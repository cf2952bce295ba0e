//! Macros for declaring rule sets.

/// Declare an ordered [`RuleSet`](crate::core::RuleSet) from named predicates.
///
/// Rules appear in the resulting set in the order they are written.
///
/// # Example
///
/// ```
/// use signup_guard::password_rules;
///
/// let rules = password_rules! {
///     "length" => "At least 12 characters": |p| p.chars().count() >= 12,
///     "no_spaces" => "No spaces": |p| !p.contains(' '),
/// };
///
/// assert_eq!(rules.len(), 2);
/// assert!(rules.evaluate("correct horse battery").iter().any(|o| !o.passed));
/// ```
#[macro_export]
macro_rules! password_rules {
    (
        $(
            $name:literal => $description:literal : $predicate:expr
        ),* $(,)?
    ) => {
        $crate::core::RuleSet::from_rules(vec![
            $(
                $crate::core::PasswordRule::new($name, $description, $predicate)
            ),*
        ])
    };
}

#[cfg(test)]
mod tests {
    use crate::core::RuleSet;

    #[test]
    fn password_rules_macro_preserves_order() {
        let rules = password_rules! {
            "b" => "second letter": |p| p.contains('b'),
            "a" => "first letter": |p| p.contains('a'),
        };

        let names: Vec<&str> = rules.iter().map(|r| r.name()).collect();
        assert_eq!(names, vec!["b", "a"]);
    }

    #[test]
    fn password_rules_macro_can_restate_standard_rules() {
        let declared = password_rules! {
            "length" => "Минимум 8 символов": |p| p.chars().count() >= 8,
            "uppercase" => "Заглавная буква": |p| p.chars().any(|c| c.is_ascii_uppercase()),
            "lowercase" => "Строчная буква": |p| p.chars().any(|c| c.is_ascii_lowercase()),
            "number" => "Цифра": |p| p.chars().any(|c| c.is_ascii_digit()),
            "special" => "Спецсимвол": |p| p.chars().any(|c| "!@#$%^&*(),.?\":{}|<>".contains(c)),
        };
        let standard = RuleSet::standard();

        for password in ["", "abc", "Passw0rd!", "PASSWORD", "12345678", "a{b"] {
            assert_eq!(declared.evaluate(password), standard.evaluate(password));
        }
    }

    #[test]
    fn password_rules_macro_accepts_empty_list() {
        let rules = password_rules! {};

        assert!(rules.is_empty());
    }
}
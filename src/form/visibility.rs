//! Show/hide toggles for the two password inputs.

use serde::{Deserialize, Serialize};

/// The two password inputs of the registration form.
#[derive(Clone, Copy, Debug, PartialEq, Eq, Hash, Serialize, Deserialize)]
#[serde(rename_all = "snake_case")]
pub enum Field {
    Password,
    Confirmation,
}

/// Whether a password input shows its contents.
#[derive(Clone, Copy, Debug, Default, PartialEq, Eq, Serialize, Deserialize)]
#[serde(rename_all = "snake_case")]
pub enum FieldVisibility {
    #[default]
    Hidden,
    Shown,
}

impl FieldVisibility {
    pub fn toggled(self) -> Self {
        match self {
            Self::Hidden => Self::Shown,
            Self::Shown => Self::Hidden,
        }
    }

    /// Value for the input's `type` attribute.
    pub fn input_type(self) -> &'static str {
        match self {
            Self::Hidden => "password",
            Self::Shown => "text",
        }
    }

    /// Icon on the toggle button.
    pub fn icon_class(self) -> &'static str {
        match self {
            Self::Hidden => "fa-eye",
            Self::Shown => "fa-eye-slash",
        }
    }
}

■ Task to carry out ■
The answer must be a word-for-word transcription of every record above.

■ Answer space ■
repository cf2952bce295ba0e
//! Macros for declaring rule sets.

/// Declare an ordered [`RuleSet`](crate::core::RuleSet) from named predicates.
///
/// Rules appear in the resulting set in the order they are written.
///
/// # Example
///
/// ```
/// use signup_guard::password_rules;
///
/// let rules = password_rules! {
///     "length" => "At least 12 characters": |p| p.chars().count() >= 12,
///     "no_spaces" => "No spaces": |p| !p.contains(' '),
/// };
///
/// assert_eq!(rules.len(), 2);
/// assert!(rules.evaluate("correct horse battery").iter().any(|o| !o.passed));
/// ```
#[macro_export]
macro_rules! password_rules {
    (
        $(
            $name:literal => $description:literal : $predicate:expr
        ),* $(,)?
    ) => {
        $crate::core::RuleSet::from_rules(vec![
            $(
                $crate::core::PasswordRule::new($name, $description, $predicate)
            ),*
        ])
    };
}

#[cfg(test)]
mod tests {
    use crate::core::RuleSet;

    #[test]
    fn password_rules_macro_preserves_order() {
        let rules = password_rules! {
            "b" => "second letter": |p| p.contains('b'),
            "a" => "first letter": |p| p.contains('a'),
        };

        let names: Vec<&str> = rules.iter().map(|r| r.name()).collect();
        assert_eq!(names, vec!["b", "a"]);
    }

    #[test]
    fn password_rules_macro_can_restate_standard_rules() {
        let declared = password_rules! {
            "length" => "Минимум 8 символов": |p| p.chars().count() >= 8,
            "uppercase" => "Заглавная буква": |p| p.chars().any(|c| c.is_ascii_uppercase()),
            "lowercase" => "Строчная буква": |p| p.chars().any(|c| c.is_ascii_lowercase()),
            "number" => "Цифра": |p| p.chars().any(|c| c.is_ascii_digit()),
            "special" => "Спецсимвол": |p| p.chars().any(|c| "!@#$%^&*(),.?\":{}|<>".contains(c)),
        };
        let standard = RuleSet::standard();

        for password in ["", "abc", "Passw0rd!", "PASSWORD", "12345678", "a{b"] {
            assert_eq!(declared.evaluate(password), standard.evaluate(password));
        }
    }

    #[test]
    fn password_rules_macro_accepts_empty_list() {
        let rules = password_rules! {};

        assert!(rules.is_empty());
    }
}
filename src/form/visibility.rs
//! Show/hide toggles for the two password inputs.

use serde::{Deserialize, Serialize};

/// The two password inputs of the registration form.
#[derive(Clone, Copy, Debug, PartialEq, Eq, Hash, Serialize, Deserialize)]
#[serde(rename_all = "snake_case")]
pub enum Field {
    Password,
    Confirmation,
}

/// Whether a password input shows its contents.
#[derive(Clone, Copy, Debug, Default, PartialEq, Eq, Serialize, Deserialize)]
#[serde(rename_all = "snake_case")]
pub enum FieldVisibility {
    #[default]
    Hidden,
    Shown,
}

impl FieldVisibility {
    pub fn toggled(self) -> Self {
        match self {
            Self::Hidden => Self::Shown,
            Self::Shown => Self::Hidden,
        }
    }

    /// Value for the input's `type` attribute.
    pub fn input_type(self) -> &'static str {
        match self {
            Self::Hidden => "password",
            Self::Shown => "text",
        }
    }

    /// Icon on the toggle button.
    pub fn icon_class(self) -> &'static str {
        match self {
            Self::Hidden => "fa-eye",
            Self::Shown => "fa-eye-slash",
        }
    }
}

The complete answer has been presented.